As the trial was neutral on primary outcome of functional improvement, authors suggested that current practice should not change. However, it cannot be excluded that clot removal may save lives and provide also functional benefits. Future investigations will need improved surgical placement of catheters to achieve effective clot reduction more frequently and more rapidly.

 

References:

1.      Sacco S, Ornello R, Degan D, Tiseo C, Pistoia F, Carolei A. Declining incidence of intracerebral hemorrhage over two decades in a population-based study. Eur J Neurol 2016;23:1627–34.

2.      Tuhrim S, Horowitz DR, Sacher M, Godbold JH. Volume of ventricular blood is an important determinant of outcome in supratentorial intracerebral hemorrhage. Critical Care Med 1999; 27: 617–21.

3.      Gaberel T, Magheru C, Parienti J-J, Huttner HB, Vivien D, Emery E. Intraventricular fi brinolysis versus external ventricular drainage alone in intraventricular hemorrhage a meta-analysis. Stroke 2011;42:2776–81.

4.      Moradiya Y, Murthy SB, Newman-Toker DE, Hanley DF, Ziai WC. Intraventricular thrombolysis in intracerebral hemorrhage requiring ventriculostomy a decade-long real-world experience. Stroke 2014; 45: 2629–35.

5.      Webb AJ, Ullman NL, Mann S, Muschelli J, Awad IA, Hanley DF. Resolution of intraventricular hemorrhage varies by ventricular region and dose of intraventricular thrombolytic: the Clot Lysis: Evaluating Accelerated Resolution of IVH (CLEAR IVH) program. Stroke 2012;43:1666–8.

6.      Hanley DF, Lane K, McBee N, Ziai W, Tuhrim S, Lees KR, Dawson J, Gandhi D, Ullman N, Mould WA, Mayo SW, Mendelow AD, Gregson B, Butcher K, Vespa P, Wright DW, Kase CS, Carhuapoma JR, Keyl PM, Diener-West M, Muschelli J, Betz JF, Thompson CB, Sugar EA, Yenokyan G, Janis S, John S, Harnof S, Lopez GA, Aldrich EF, Harrigan MR, Ansari S, Jallo J, Caron JL, LeDoux D, Adeoye O, Zuccarello M, Adams HP, Rosenblum M, Thompson RE, Awad IA, for the CLEAR III Investigators.
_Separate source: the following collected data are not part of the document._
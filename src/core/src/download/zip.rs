//! Zip archive assembly for `download-dir[-link]` / `download-multi[-link]`.
//!
//! Collecting member bytes is async (block/dir reads go through the
//! storage traits); writing the archive itself is synchronous because
//! `zip::ZipWriter` wants a plain `Write`. Per the concurrency model, the
//! synchronous part is meant to run on a blocking task
//! (`actix_web::web::block` in the server crate) with the resulting
//! buffer forwarded to the response over a channel — [`write_zip`] is
//! that synchronous half.

use crate::download::decrypt_block;
use crate::error::{Result, ThicketError};
use crate::model::Directory;
use crate::store::{BlockStore, FsStore};
use std::future::Future;
use std::io::Cursor;
use std::pin::Pin;

/// One file's worth of already-decrypted bytes plus the archive member
/// name and mtime it should carry.
pub struct ZipEntry {
    pub name: String,
    pub mtime: i64,
    pub bytes: Vec<u8>,
}

type BoxFut<'a, T> = Pin<Box<dyn Future<Output = Result<T>> + Send + 'a>>;

/// Recursively walk the directory object `dir_id` and collect every file
/// underneath it. Member names are the POSIX join of `prefix` and each
/// entry's path, with any leading `/` stripped.
pub fn collect_directory_entries<'a>(
    fs: &'a dyn FsStore,
    blocks: &'a dyn BlockStore,
    store_id: &'a str,
    dir_id: &'a str,
    prefix: &'a str,
    key: Option<(&'a [u8], &'a [u8])>,
) -> BoxFut<'a, Vec<ZipEntry>> {
    Box::pin(async move {
        let dir = fs
            .get_dir(store_id, dir_id)
            .await?
            .ok_or_else(|| ThicketError::not_found(format!("directory {dir_id}")))?;

        let mut out = Vec::new();
        for entry in &dir.entries {
            let member_path = join_member(prefix, &entry.name);
            if entry.is_dir() {
                let nested =
                    collect_directory_entries(fs, blocks, store_id, &entry.id, &member_path, key).await?;
                out.extend(nested);
            } else {
                let file = fs
                    .get_file(store_id, &entry.id)
                    .await?
                    .ok_or_else(|| ThicketError::not_found(format!("file {}", entry.id)))?;
                let bytes = read_whole(blocks, store_id, &file, key).await?;
                out.push(ZipEntry {
                    name: member_path,
                    mtime: entry.mtime,
                    bytes,
                });
            }
        }
        Ok(out)
    })
}

/// Resolve each name in `file_list` against `parent_dir`'s directory
/// entries and collect it (recursing if the name names a subdirectory).
/// Fails with `NotFound` on an unknown name, per spec.
pub async fn collect_multi_select_entries(
    fs: &dyn FsStore,
    blocks: &dyn BlockStore,
    store_id: &str,
    root_id: &str,
    parent_dir: &str,
    file_list: &[String],
    key: Option<(&[u8], &[u8])>,
) -> Result<Vec<ZipEntry>> {
    let dir = fs
        .get_dir_by_path(store_id, root_id, parent_dir)
        .await?
        .ok_or_else(|| ThicketError::not_found(format!("directory {parent_dir}")))?;

    let mut out = Vec::new();
    for name in file_list {
        let entry = dir
            .find(name)
            .ok_or_else(|| ThicketError::bad_request(format!("unknown file in selection: {name}")))?;
        if entry.is_dir() {
            let nested = collect_directory_entries(fs, blocks, store_id, &entry.id, name, key).await?;
            out.extend(nested);
        } else {
            let file = fs
                .get_file(store_id, &entry.id)
                .await?
                .ok_or_else(|| ThicketError::not_found(format!("file {}", entry.id)))?;
            let bytes = read_whole(blocks, store_id, &file, key).await?;
            out.push(ZipEntry {
                name: name.clone(),
                mtime: entry.mtime,
                bytes,
            });
        }
    }
    Ok(out)
}

async fn read_whole(
    blocks: &dyn BlockStore,
    store_id: &str,
    file: &crate::model::FileObject,
    key: Option<(&[u8], &[u8])>,
) -> Result<Vec<u8>> {
    let mut out = Vec::with_capacity(file.file_size as usize);
    for block_id in &file.block_ids {
        let bytes = blocks.read(store_id, block_id).await?;
        let bytes = match key {
            Some((k, iv)) => decrypt_block(&bytes, k, iv)?,
            None => bytes,
        };
        out.extend_from_slice(&bytes);
    }
    Ok(out)
}

fn join_member(prefix: &str, name: &str) -> String {
    if prefix.is_empty() {
        name.to_string()
    } else {
        format!("{}/{}", prefix.trim_matches('/'), name)
    }
}

/// Build a deflate zip archive in memory from `entries`. Synchronous by
/// design — call this from a blocking task in the HTTP layer.
pub fn write_zip(entries: &[ZipEntry]) -> Result<Vec<u8>> {
    use ::zip::write::FileOptions;
    use ::zip::{DateTime, ZipWriter};
    use chrono::{Datelike, Timelike};

    let cursor = Cursor::new(Vec::new());
    let mut writer = ZipWriter::new(cursor);

    for entry in entries {
        let dt = crate::util::time::unix_to_datetime(entry.mtime);
        let zip_dt = DateTime::from_date_and_time(
            dt.year() as u16,
            dt.month() as u8,
            dt.day() as u8,
            dt.hour() as u8,
            dt.minute() as u8,
            dt.second() as u8,
        )
        .unwrap_or_default();

        let options = FileOptions::default()
            .compression_method(::zip::CompressionMethod::Deflated)
            .last_modified_time(zip_dt);

        writer
            .start_file(entry.name.clone(), options)
            .map_err(|e| ThicketError::internal(format!("zip start_file: {e}")))?;
        std::io::Write::write_all(&mut writer, &entry.bytes)
            .map_err(|e| ThicketError::internal(format!("zip write: {e}")))?;
    }

    let cursor = writer
        .finish()
        .map_err(|e| ThicketError::internal(format!("zip finish: {e}")))?;
    Ok(cursor.into_inner())
}

/// Default archive name for a multi-select zip: `documents-export-YYYY-M-D.zip`.
pub fn default_multi_zip_name(now: i64) -> String {
    use chrono::Datelike;
    let dt = crate::util::time::unix_to_datetime(now);
    format!("documents-export-{}-{}-{}.zip", dt.year(), dt.month(), dt.day())
}

#[cfg(test)]
mod tests {
    use super::*;
    use crate::model::object::{sha1_hex, Dirent, FileObject, MODE_DIR, MODE_FILE};
    use crate::store::local::LocalObjectStore;

    async fn seed_small_tree(fs: &LocalObjectStore, blocks: &LocalObjectStore) -> String {
        let data = b"hello world".to_vec();
        let block_id = sha1_hex(&data);
        blocks.write("repo1", &block_id, &data).await.unwrap();
        let file = FileObject::new(vec![block_id], data.len() as u64);
        let file_id = fs.save_file("repo1", &file).await.unwrap();

        let inner_dirent = Dirent {
            name: "readme.txt".into(),
            id: file_id,
            mode: MODE_FILE,
            mtime: 1000,
            size: data.len() as u64,
            modifier: "alice".into(),
        };
        let inner_dir = Directory::new_sorted(vec![inner_dirent]);
        let inner_dir_id = fs.save_dir("repo1", &inner_dir).await.unwrap();

        let sub_dirent = Dirent {
            name: "docs".into(),
            id: inner_dir_id,
            mode: MODE_DIR,
            mtime: 1000,
            size: 0,
            modifier: "alice".into(),
        };
        let root = Directory::new_sorted(vec![sub_dirent]);
        fs.save_dir("repo1", &root).await.unwrap()
    }

    #[tokio::test]
    async fn directory_walk_collects_nested_file() {
        let dir = tempfile::tempdir().unwrap();
        let store = LocalObjectStore::new(dir.path());
        let root_id = seed_small_tree(&store, &store).await;

        let entries = collect_directory_entries(&store, &store, "repo1", &root_id, "", None)
            .await
            .unwrap();
        assert_eq!(entries.len(), 1);
        assert_eq!(entries[0].name, "docs/readme.txt");
        assert_eq!(entries[0].bytes, b"hello world");
    }

    #[tokio::test]
    async fn write_zip_produces_nonempty_archive() {
        let entries = vec![ZipEntry {
            name: "a.txt".into(),
            mtime: 0,
            bytes: b"content".to_vec(),
        }];
        let bytes = write_zip(&entries).unwrap();
        assert!(bytes.starts_with(b"PK"));
    }

    #[tokio::test]
    async fn multi_select_rejects_unknown_name() {
        let dir = tempfile::tempdir().unwrap();
        let store = LocalObjectStore::new(dir.path());
        let root_id = seed_small_tree(&store, &store).await;

        let err = collect_multi_select_entries(
            &store,
            &store,
            "repo1",
            &root_id,
            "/",
            &["nonexistent".to_string()],
            None,
        )
        .await;
        assert!(err.is_err());
    }
}
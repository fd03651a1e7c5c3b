//! Three-way tree merge, shared by the commit engine (C3, merging a
//! losing commit's new root against the concurrent winner) and the
//! virtual-repo synchronizer (C4 case d, merging divergent origin/virtual
//! subtrees).
//!
//! Because object ids are content hashes, two subtrees with the same id
//! are structurally identical — so "unchanged since base" is just an id
//! comparison, no recursive diff needed. Only genuine three-way
//! divergence recurses into directory contents.

use crate::error::Result;
use crate::model::{Dirent, Directory};
use crate::store::FsStore;
use std::future::Future;
use std::pin::Pin;

pub struct MergeResult {
    pub root_id: String,
    pub conflict: bool,
    /// Paths (relative to the merge root) where both sides diverged from
    /// base without a clean resolution. Empty for a trivial merge; used
    /// to derive the merge commit's description.
    pub conflict_paths: Vec<String>,
}

type BoxFut<'a, T> = Pin<Box<dyn Future<Output = Result<T>> + Send + 'a>>;

/// Merge `ours` and `theirs` against their common `base`, recursing into
/// directories that genuinely diverged on both sides. File-level (or
/// file/dir type) divergence has no byte-level merge available here:
/// `ours` wins and the result is flagged `conflict = true`, mirroring the
/// commit engine's `conflict` bit on the resulting merge commit.
pub fn merge_trees<'a>(
    fs: &'a dyn FsStore,
    store_id: &'a str,
    base_id: Option<&'a str>,
    ours_id: &'a str,
    theirs_id: &'a str,
    now: i64,
) -> BoxFut<'a, MergeResult> {
    merge_trees_at(fs, store_id, base_id, ours_id, theirs_id, now, String::new())
}

fn merge_trees_at<'a>(
    fs: &'a dyn FsStore,
    store_id: &'a str,
    base_id: Option<&'a str>,
    ours_id: &'a str,
    theirs_id: &'a str,
    now: i64,
    prefix: String,
) -> BoxFut<'a, MergeResult> {
    Box::pin(async move {
        if ours_id == theirs_id {
            return Ok(MergeResult {
                root_id: ours_id.to_string(),
                conflict: false,
                conflict_paths: Vec::new(),
            });
        }
        if let Some(base_id) = base_id {
            if base_id == ours_id {
                return Ok(MergeResult {
                    root_id: theirs_id.to_string(),
                    conflict: false,
                    conflict_paths: Vec::new(),
                });
            }
            if base_id == theirs_id {
                return Ok(MergeResult {
                    root_id: ours_id.to_string(),
                    conflict: false,
                    conflict_paths: Vec::new(),
                });
            }
        }

        let base_dir = match base_id {
            Some(id) => fs.get_dir(store_id, id).await?.unwrap_or_else(Directory::empty),
            None => Directory::empty(),
        };
        let ours_dir = fs
            .get_dir(store_id, ours_id)
            .await?
            .unwrap_or_else(Directory::empty);
        let theirs_dir = fs
            .get_dir(store_id, theirs_id)
            .await?
            .unwrap_or_else(Directory::empty);

        let mut names: Vec<&str> = Vec::new();
        for dir in [&base_dir, &ours_dir, &theirs_dir] {
            for entry in &dir.entries {
                if !names.contains(&entry.name.as_str()) {
                    names.push(entry.name.as_str());
                }
            }
        }

        let mut conflict = false;
        let mut conflict_paths = Vec::new();
        let mut entries: Vec<Dirent> = Vec::new();

        for name in names {
            let b = base_dir.find(name);
            let o = ours_dir.find(name);
            let t = theirs_dir.find(name);
            let child_path = format!("{prefix}/{name}");

            if same(o, t) {
                if let Some(entry) = o {
                    entries.push(entry.clone());
                }
                continue;
            }
            if same(o, b) {
                if let Some(entry) = t {
                    entries.push(entry.clone());
                }
                continue;
            }
            if same(t, b) {
                if let Some(entry) = o {
                    entries.push(entry.clone());
                }
                continue;
            }

            match (o, t) {
                (Some(o_entry), Some(t_entry)) if o_entry.is_dir() && t_entry.is_dir() => {
                    let sub_base = b.filter(|e| e.is_dir()).map(|e| e.id.as_str());
                    let sub = merge_trees_at(
                        fs,
                        store_id,
                        sub_base,
                        &o_entry.id,
                        &t_entry.id,
                        now,
                        child_path,
                    )
                    .await?;
                    conflict |= sub.conflict;
                    conflict_paths.extend(sub.conflict_paths);
                    let mut merged = o_entry.clone();
                    merged.id = sub.root_id;
                    merged.mtime = now;
                    entries.push(merged);
                }
                (Some(o_entry), _) => {
                    conflict = true;
                    conflict_paths.push(child_path);
                    entries.push(o_entry.clone());
                }
                (None, Some(t_entry)) => {
                    conflict = true;
                    conflict_paths.push(child_path);
                    entries.push(t_entry.clone());
                }
                (None, None) => {}
            }
        }

        let merged_dir = Directory::new_sorted(entries);
        let merged_id = fs.save_dir(store_id, &merged_dir).await?;
        Ok(MergeResult {
            root_id: merged_id,
            conflict,
            conflict_paths,
        })
    })
}

fn same(a: Option<&Dirent>, b: Option<&Dirent>) -> bool {
    match (a, b) {
        (None, None) => true,
        (Some(a), Some(b)) => a.id == b.id,
        _ => false,
    }
}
Thrombolytic removal of intraventricular haemorrhage in treatment of severe stroke: results of the randomised, multicentre, multiregion, placebo-controlled CLEAR III trial. Lancet 2017;389:603–11.

 

 

 

Key points:

1.      CLEAR III was performed on a small and selective sample of patients with intracerebral bleeding and obstructive hydrocephalus from intraventricular haemorrhage at the end of our current treatment spectrum: participants in the trial were those in whom physicians decided to use extraventricular drains and the control intervention represented an aggressive level of care not offered to every patient with intraventricular haemorrhage.

2.      CLEAR III trial shows that clot removal in intraventricular haemorrhage is neutral on functional outcome. Secondary analyses suggest that clot removal may improve mortality at the cost of increased disability.

3.      CLEAR III trial provides detailed evidence that the investigational protocol to remove intraventricular haemorrhage with alteplase is safe and that the 3rd and 4th ventricles open sooner if alteplase is used.

4.      The secondary results of the CLEAR III trial open a possible role of intraventricular haemorrhage volume reduction as a biomarker for treatment effects of intraventricular clot lysis: better outcomes were more likely achieved with enhanced intraventricular haemorrhage clearance, particularly in patients with larger initial intraventricular haemorrhage volume.